▸ **Task material**
impl Toolslide {
    /// Mount a widget on `target` inside `document`.
    ///
    /// The target and the markup below it are validated before the document
    /// is touched, so a failed call leaves no trace.
    pub fn create(document: &Document, target: Option<Target>, options: Options) -> Result<Self> {
        let config = Config::resolve(options);

        let root = resolve_target(document, target)?;
        let elements = Elements {
            root,
            container: find_markup(document, root, "container", CONTAINER_SELECTOR)?,
            content: find_markup(document, root, "content", CONTENT_SELECTOR)?,
            nav: find_markup(document, root, "nav", NAV_SELECTOR)?,
        };
        let panels = PanelSet::from_document(document, elements.content, elements.nav)?;

        let widget = Self {
            inner: Arc::new(Inner {
                document: document.clone(),
                elements,
                config: RwLock::new(config),
                state: Mutex::new(WidgetState {
                    open: OpenState::Closed,
                    panels,
                    timer: None,
                    timer_generation: 0,
                    bindings: Vec::new(),
                }),
            }),
        };

        widget.apply_config();
        widget.bind_events();

        tracing::info!(
            root = %root,
            panels = widget.panel_count(),
            open = widget.is_open(),
            "Created toolslide widget"
        );

        Ok(widget)
    }

    /// Shorthand for [`Toolslide::create`] with a target
    pub fn mount(document: &Document, target: impl Into<Target>, options: Options) -> Result<Self> {
        Self::create(document, Some(target.into()), options)
    }

    pub(crate) fn upgrade(inner: &Weak<Inner>) -> Option<Self> {
        inner.upgrade().map(|inner| Self { inner })
    }

    fn apply_config(&self) {
        let config = self.config();
        let root = self.inner.elements.root;

        self.inner.document.add_class(root, LIBRARY_CLASS);
        self.apply_position(config.position);
        self.set_width(&config.width);
        self.set_height(&config.height);
        self.apply_animations();

        if config.autoclose {
            self.set_auto_close(config.autoclose_duration());
        }

        let initial = {
            let state = self.inner.state.lock();
            match config.active_panel.as_deref() {
                Some(id) if state.panels.get(id).is_some() => Some(id.to_string()),
                requested => {
                    if let Some(id) = requested {
                        tracing::warn!(
                            panel = %id,
                            "Unknown active panel, falling back to the first panel"
                        );
                    }
                    state.panels.by_index(0).map(|p| p.id.clone())
                }
            }
        };
        if let Some(id) = initial {
            self.set_active_by_id(id);
        }

        if config.start_open {
            self.open();
        } else {
            self.close();
        }
    }

    // === Open / close ===

    pub fn open(&self) {
        self.transition(OpenState::Open);
    }

    pub fn close(&self) {
        self.transition(OpenState::Closed);
    }

    pub fn toggle(&self) {
        if self.is_open() {
            self.close();
        } else {
            self.open();
        }
    }

    pub fn is_open(&self) -> bool {
        self.inner.state.lock().open.is_open()
    }

    pub fn open_state(&self) -> OpenState {
        self.inner.state.lock().open
    }

    fn transition(&self, target: OpenState) {
        let root = self.inner.elements.root;
        let args = EventArgs::Visibility { root };
        let (before, after) = match target {
            OpenState::Open => (WidgetEvent::BeforeOpen, WidgetEvent::AfterOpen),
            OpenState::Closed => (WidgetEvent::BeforeClose, WidgetEvent::AfterClose),
        };

        self.fire(before, &args);

        self.inner.state.lock().open = target;
        let document = &self.inner.document;
        document.remove_class(root, target.toggled().marker());
        document.add_class(root, target.marker());
        tracing::debug!(root = %root, state = %target, "Widget transition");

        self.fire(after, &args);
    }

    // === Panel selection ===

    /// Make `panel` (an id or a content panel element) the active panel.
    /// Returns `false` when it is unknown or already active.
    pub fn set_active_by_id(&self, panel: impl Into<PanelRef>) -> bool {
        let panel = panel.into();
        let Some(activation) = self.inner.state.lock().panels.plan(&panel) else {
            tracing::trace!(?panel, "Selection ignored");
            return false;
        };

        let args = EventArgs::Toggle {
            previous: activation.previous.clone(),
            next: activation.next.clone(),
        };
        self.fire(WidgetEvent::BeforeToggle, &args);

        self.inner.state.lock().panels.commit(&activation);
        self.project_active(&activation.next);

        self.fire(WidgetEvent::AfterToggle, &args);
        true
    }

    /// Select the `index`-th content panel in document order
    pub fn set_active_by_index(&self, index: usize) -> bool {
        let id = self
            .inner
            .state
            .lock()
            .panels
            .by_index(index)
            .map(|p| p.id.clone());

        match id {
            Some(id) => self.set_active_by_id(id),
            None => {
                tracing::trace!(index, "No panel at index");
                false
            }
        }
    }

    /// Whether `target` is active. Accepts a panel id, a panel element, a nav
    /// item, or the id of a nav item.
    pub fn is_active(&self, target: impl Into<PanelRef>) -> bool {
        let target = target.into();
        let element = match &target {
            PanelRef::Id(id) => self.inner.document.get_element_by_id(id),
            PanelRef::Element(_) => None,
        };

        let state = self.inner.state.lock();
        match (&target, element) {
            (PanelRef::Id(id), Some(node)) if state.panels.get(id).is_none() => {
                state.panels.is_active(&PanelRef::Element(node))
            }
            _ => state.panels.is_active(&target),
        }
    }

    fn project_active(&self, panel: &Panel) {
        let document = &self.inner.document;
        let Elements { content, nav, .. } = self.inner.elements;

        for node in document
            .children(content)
            .into_iter()
            .chain(document.children(nav))
        {
            document.remove_class(node, ACTIVE_CLASS);
        }

        document.add_class(panel.element, ACTIVE_CLASS);
        match panel.nav_item {
            Some(item) => document.add_class(item, ACTIVE_CLASS),
            None => tracing::debug!(panel = %panel.id, "Active panel has no nav item"),
        }
    }

    // === Auto-close ===

    /// Close the widget after `delay`, replacing any pending auto-close
    pub fn set_auto_close(&self, delay: Duration) {
        let weak = Arc::downgrade(&self.inner);
        let mut state = self.inner.state.lock();

        if let Some(timer) = state.timer.take() {
            self.inner.document.clear_timeout(timer);
        }
        state.timer_generation += 1;
        let generation = state.timer_generation;

        let timer = self.inner.document.set_timeout(
            delay,
            Box::new(move || {
                if let Some(widget) = Toolslide::upgrade(&weak) {
                    widget.on_auto_close_elapsed(generation);
                }
            }),
        );
        state.timer = Some(timer);

        tracing::debug!(delay_ms = delay.as_millis() as u64, "Auto-close armed");
    }

    /// Cancel the pending auto-close. Returns whether one was pending.
    pub fn cancel_auto_close(&self) -> bool {
        let mut state = self.inner.state.lock();
        state.timer_generation += 1;

        match state.timer.take() {
            Some(timer) => {
                self.inner.document.clear_timeout(timer);
                tracing::debug!("Auto-close cancelled");
                true
            }
            None => false,
        }
    }

    pub fn has_pending_auto_close(&self) -> bool {
        self.inner.state.lock().timer.is_some()
    }

    fn on_auto_close_elapsed(&self, generation: u64) {
        {
            let mut state = self.inner.state.lock();
            if state.timer_generation != generation {
                return;
            }
            state.timer = None;
        }

        tracing::debug!("Auto-close elapsed");
        self.close();
    }

    // === Notifications ===

    /// Invoke the listener registered for `event`, if any
    pub fn fire(&self, event: WidgetEvent, args: &EventArgs) {
        let listener = self.inner.config.read().listeners.get(event);
        if let Some(listener) = listener {
            tracing::trace!(%event, "Firing listener");
            listener(self, args);
        }
    }

    // === Accessors ===

    /// Snapshot of the effective configuration
    pub fn config(&self) -> Config {
        self.inner.config.read().clone()
    }

    pub fn position(&self) -> Position {
        self.inner.config.read().position
    }

    pub fn active_panel(&self) -> Option<Panel> {
        self.inner.state.lock().panels.active().cloned()
    }

    pub fn panel_ids(&self) -> Vec<String> {
        self.inner.state.lock().panels.ids()
    }

    pub fn panel_count(&self) -> usize {
        self.inner.state.lock().panels.len()
    }

    pub fn document(&self) -> &Document {
        &self.inner.document
    }

    pub fn elements(&self) -> Elements {
        self.inner.elements
    }
}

▸ **Your objective**
All lines in the entries above that hold the word "fire" need to be copied.

▸ **Written answer**
        self.fire(before, &args);
        self.fire(after, &args);
        self.fire(WidgetEvent::BeforeToggle, &args);
        self.fire(WidgetEvent::AfterToggle, &args);
    pub fn fire(&self, event: WidgetEvent, args: &EventArgs) {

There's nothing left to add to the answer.